I have searched high and low for rules regarding the correct usage of
“essential to” and “essential for”.
Which is correct?
“English is essential to a career” or “English is essential for a
career”. Please give me as detailed an answer as you can regarding
the usage of “essential to” and “essential for” with some good
examples. Thanks.
To be honest I cannot think of a circumstance where one sounds overwhelmingly right and the other sounds totally wrong. It’s about 25 million to 11 million hits in Google books with “essential to” the leader.
Perhaps the answer is:
“To achieve success in your career always be aware of the essentialocity of your English.”
Or maybe essentialness or essentialitude or something.
That doesn’t prove anything though. All that shows is that one construction is used more than the other. The question isn’t whether one is right or wrong, it’s whether or not it’s right within context. The assumption is that they’re both valid forms in themselves, since they make grammatical sense. To ascertain how people are using it in context one must use something more sophisticated than google books.
A corpus search of BNCweb shows that the two most common collocations with ‘essential to’ are ‘understanding’ and success’, both of which are nouns. Also, ‘the’ appears highest overall, so it seems that most of the constructions involved with ‘essential to’ are followed by a noun phrase. You get plenty of verb phrases too, but it is by no means essential for ‘essential to’ to have one.
‘Essential for’ yields very similar results. So I have to come to the same conclusion as don’t ask, that it’s whatever ‘feels’ right.
Well, no; in that construction, “pursuing” is a gerund, grammatically acting as a noun.
It’s my impression that “essential” is best used with “to” in almost all situations where it’s appropriate. When you say something is essential to another thing, you’re saying that it’s the essence of the other thing. You’re asserting how the first thing is related to the other – thus, “essential to.”
It’s also my impression that “essential” is often misused, as in the quoted example. Look at it this way: what you’re saying above is that English is the essence of pursuing a career, or at least that the idea can be reasonably extended to include it – that without English, what appears to be a career really isn’t. There are many things essential to a career – landing that first job, getting paid for your work, sustained concentration in a single field – but English? Language, even? Nah. I can have a career without ever communicating a single word to another person (and many people would prefer that career).
What is meant by “essential” in sentences like those quoted is better expressed with “indispensable.”
My own sense of it. You’d use essential to when you’re saying something is a necessary part of something else - that a thing couldn’t exist without this. You’d use essential for when you’re saying it’s something a person needs to do something - but the person himself exists without the thing.
Examples:
Eggs are essential to an omelet.
Eggs are essential for a person making an omelet.
Unfortunately, you are not the arbitrator of what words mean.
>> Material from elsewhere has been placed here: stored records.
pub mod use_products;
pub mod use_programs;

pub use use_products::use_products;
pub use use_programs::use_programs;
use shared::Program;
use yew::prelude::*;

use crate::hooks::use_programs;
use crate::services::api::ApiClient;

#[function_component(ProgramsPage)]
pub fn programs_page() -> Html {
    let api_client = use_state(ApiClient::new);
    let programs = use_programs(&api_client);
    let selected = use_state(|| None::<Program>);

    if let Some(program) = (*selected).clone() {
        let back = {
            let selected = selected.clone();
            Callback::from(move |_| selected.set(None))
        };
        return html! { <ProgramDetail {program} on_back={back} /> };
    }

    html! {
        <section class="programs-page">
            <h1>{"Programmes Nutritionnels"}</h1>
            <p class="muted">{"Des plans repas sur plusieurs jours, livrés chaque matin."}</p>

            {if programs.state.loading {
                html! { <div class="loading">{"Chargement des programmes..."}</div> }
            } else if let Some(error) = &programs.state.error {
                html! {
                    <div class="error-box">
                        <p>{error}</p>
                        <button class="btn btn-secondary" onclick={programs.refresh.reform(|_| ())}>
                            {"Réessayer"}
                        </button>
                    </div>
                }
            } else if programs.state.programs.is_empty() {
                html! { <p class="muted">{"Aucun programme disponible pour le moment."}</p> }
            } else {
                html! {
                    <div class="program-grid">
                        {for programs.state.programs.iter().map(|program| {
                            let open = {
                                let selected = selected.clone();
                                let program = program.clone();
                                Callback::from(move |_| selected.set(Some(program.clone())))
                            };
                            html! {
                                <div class="program-card" key={program.id.clone()}>
                                    <img src={program.image.clone()} alt={program.name.clone()} />
                                    <div class="program-body">
                                        <span class="tag">{&program.sub_category}</span>
                                        <h3>{&program.name}</h3>
                                        <p class="muted">{&program.description}</p>
                                        <div class="program-foot">
                                            <span class="price">{format!("{} DH/jour", program.price)}</span>
                                            <span class="muted">{format!("{} jours", program.duration)}</span>
                                        </div>
                                        <button class="btn btn-primary wide" onclick={open}>
                                            {"Voir le programme"}
                                        </button>
                                    </div>
                                </div>
                            }
                        })}
                    </div>
                }
            }}
        </section>
    }
}

#[derive(Properties, PartialEq)]
struct ProgramDetailProps {
    program: Program,
    on_back: Callback<()>,
}

#[function_component(ProgramDetail)]
fn program_detail(props: &ProgramDetailProps) -> Html {
    let program = &props.program;
    let active_day = use_state(|| 1u32);

    let current_day = program
        .schedule
        .iter()
        .find(|d| d.day == *active_day);

    html! {
        <section class="program-detail">
            <button class="link-button" onclick={props.on_back.reform(|_| ())}>
                {"← Tous les programmes"}
            </button>

            <div class="program-header">
                <img src={program.image.clone()} alt={program.name.clone()} />
                <div>
                    <span class="tag">{&program.sub_category}</span>
                    <h1>{&program.name}</h1>
                    <p class="muted">{&program.full_description}</p>
                    <p class="price">{format!("{} DH/jour · {} jours", program.price, program.duration)}</p>
                    <ul class="feature-list">
                        {for program.features.iter().map(|feature| html! { <li>{feature}</li> })}
                    </ul>
                </div>
            </div>

            <h2>{"Planning des repas"}</h2>
            <div class="day-tabs">
                {for program.schedule.iter().map(|day| {
                    let number = day.day;
                    let active_day = active_day.clone();
                    let class = if number == *active_day { "day-tab active" } else { "day-tab" };
                    html! {
                        <button class={class} onclick={Callback::from(move |_| active_day.set(number))}>
                            {format!("Jour {}", number)}
                        </button>
                    }
                })}
            </div>

            {match current_day {
                Some(day) if !day.meals.is_empty() => html! {
                    <div class="day-meals">
                        {for day.meals.iter().map(|meal| html! {
                            <div class="meal-block">
                                <h3>{meal.meal_type.label()}</h3>
                                <ul>
                                    {for meal.items.iter().map(|item| html! {
                                        <li>{&item.label}</li>
                                    })}
                                </ul>
                            </div>
                        })}
                    </div>
                },
                _ => html! { <p class="muted">{"Menu communiqué la veille."}</p> },
            }}
        </section>
    }
}
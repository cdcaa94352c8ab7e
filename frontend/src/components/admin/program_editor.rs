use shared::{Category, MealType, Product};
use std::rc::Rc;
use web_sys::{HtmlInputElement, HtmlSelectElement, HtmlTextAreaElement};
use yew::prelude::*;

use crate::components::admin::SubmitStatus;
use crate::state::program_form::{ProgramForm, ProgramFormAction, ProgramField};
use crate::state::IngredientField;

#[derive(Properties, PartialEq)]
pub struct ProgramEditorProps {
    pub form: UseReducerHandle<ProgramForm>,
    /// Catalog snapshot for linking meal items to products.
    pub products: Vec<Rc<Product>>,
    pub editing: bool,
    pub status: SubmitStatus,
    pub on_submit: Callback<()>,
    pub on_cancel: Callback<()>,
}

fn field_input(form: &UseReducerHandle<ProgramForm>, field: ProgramField) -> Callback<Event> {
    let form = form.clone();
    Callback::from(move |e: Event| {
        let input: HtmlInputElement = e.target_unchecked_into();
        form.dispatch(ProgramFormAction::SetField(field, input.value()));
    })
}
use anyhow::Result;
use sqlx::{migrate::MigrateDatabase, Sqlite, SqlitePool};
use std::sync::Arc;

// The database URL for the production database
const DATABASE_URL: &str = "sqlite:healthybite.db";

/// DbConnection manages database operations
#[derive(Clone)]
pub struct DbConnection {
    pool: Arc<SqlitePool>,
}

impl DbConnection {
    /// Create a new database connection
    pub async fn new(url: &str) -> Result<Self> {
        // Create database if it doesn't exist
        if !Sqlite::database_exists(url).await.unwrap_or(false) {
            Sqlite::create_database(url).await?
        }

        // Connect to the database
        let pool = SqlitePool::connect(url).await?;

        // Setup database schema
        Self::setup_schema(&pool).await?;

        Ok(Self { pool: Arc::new(pool) })
    }

    /// Initialize the standard database
    pub async fn init() -> Result<Self> {
        Self::new(DATABASE_URL).await
    }

    /// Initialize a test database with a unique name
    #[cfg(test)]
    pub async fn init_test() -> Result<Self> {
        // Generate a unique database name so parallel tests don't collide
        let test_id = uuid::Uuid::new_v4().to_string();
        let db_url = format!("file:memdb_{}?mode=memory&cache=shared", test_id);

        Self::new(&db_url).await
    }

    /// Set up the required database schema
    async fn setup_schema(pool: &SqlitePool) -> Result<()> {
        sqlx::query(
            r#"
            CREATE TABLE IF NOT EXISTS products (
                id TEXT PRIMARY KEY,
                slug TEXT NOT NULL,
                name TEXT NOT NULL,
                category TEXT NOT NULL,
                sub_category TEXT NOT NULL,
                price INTEGER NOT NULL,
                description TEXT NOT NULL,
                full_description TEXT NOT NULL DEFAULT '',
                image TEXT NOT NULL,
                cal INTEGER NOT NULL DEFAULT 0,
                protein TEXT NOT NULL DEFAULT '',
                fiber TEXT NOT NULL DEFAULT '',
                carbs TEXT NOT NULL DEFAULT '',
                fats TEXT NOT NULL DEFAULT '',
                ingredients TEXT NOT NULL DEFAULT '[]',
                created_at TEXT NOT NULL
            );
            "#,
        )
        .execute(pool)
        .await?;

        sqlx::query(
            r#"
            CREATE TABLE IF NOT EXISTS programs (
                id TEXT PRIMARY KEY,
                slug TEXT NOT NULL,
                name TEXT NOT NULL,
                sub_category TEXT NOT NULL,
                price INTEGER NOT NULL,
                description TEXT NOT NULL,
                full_description TEXT NOT NULL DEFAULT '',
                image TEXT NOT NULL,
                duration INTEGER NOT NULL,
                schedule TEXT NOT NULL DEFAULT '[]',
                ingredients TEXT NOT NULL DEFAULT '[]',
                cal INTEGER NOT NULL DEFAULT 0,
                protein TEXT NOT NULL DEFAULT '',
                fiber TEXT NOT NULL DEFAULT '',
                carbs TEXT NOT NULL DEFAULT '',
                fats TEXT NOT NULL DEFAULT '',
                features TEXT NOT NULL DEFAULT '[]',
                created_at TEXT NOT NULL
            );
            "#,
        )
        .execute(pool)
        .await?;

        sqlx::query(
            r#"
            CREATE TABLE IF NOT EXISTS contact_messages (
                id TEXT PRIMARY KEY,
                name TEXT NOT NULL,
                email TEXT NOT NULL,
                phone TEXT,
                reason TEXT NOT NULL,
                message TEXT NOT NULL,
                created_at TEXT NOT NULL
            );
            "#,
        )
        .execute(pool)
        .await?;

        Ok(())
    }

    /// Get the underlying SQLite pool
    pub fn pool(&self) -> &SqlitePool {
        &self.pool
    }
}

#[cfg(test)]
mod tests {
    use super::*;

    #[tokio::test]
    async fn test_schema_setup_is_idempotent() {
        let db = DbConnection::init_test().await.expect("Failed to create test database");
        // Running the schema a second time must not fail
        DbConnection::setup_schema(db.pool()).await.expect("Schema rerun failed");
    }
}
use shared::Product;
use std::rc::Rc;
use yew::prelude::*;

#[derive(Properties, PartialEq)]
pub struct ProductCardProps {
    pub product: Rc<Product>,
    pub on_add: Callback<Rc<Product>>,
}

#[function_component(ProductCard)]
pub fn product_card(props: &ProductCardProps) -> Html {
    let product = &props.product;

    let add = {
        let product = Rc::clone(product);
        props.on_add.reform(move |_| Rc::clone(&product))
    };

    html! {
        <div class="product-card">
            <img class="product-image" src={product.image.clone()} alt={product.name.clone()} />
            <div class="product-body">
                <div class="product-tags">
                    <span class="tag">{&product.category}</span>
                    <span class="tag muted">{&product.sub_category}</span>
                </div>
                <h3>{&product.name}</h3>
                <p class="muted">{&product.description}</p>
                {if product.nutrition.calories > 0 {
                    html! { <p class="calories">{format!("{} kcal", product.nutrition.calories)}</p> }
                } else {
                    html! {}
                }}
                <div class="product-foot">
                    <span class="price">{format!("{} DH", product.price)}</span>
                    <button class="btn btn-primary" onclick={add}>{"Ajouter"}</button>
                </div>
            </div>
        </div>
    }
}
It isn’t misused, you just have an unreasonable expectation of what the word means that is not shared by the majority of people. Words don’t necessarily mean the same thing as their constituent parts. They may have previously, but to insist they do so now is to be factually incorrect.
And, no, this is not a prescriptivist vs. descriptivist debate. There is no such debate–both are necessary. the debate is over how often a word must be used “incorrectly” before one must abandon the previous rule. Most seem to agree that a definition used since the sixteenth century and has become the most popular usage does not qualify as a mistake.
Thank you all for you responses. Can anyone quote from any strict rule regarding the usage of “essential to” or “essential for”. So far I have not seen any style guides mentioning such rules. Although I do think many of the answers above are valid, I would like to find a published source (a quotation will do) for the any of the above answers. Thanks.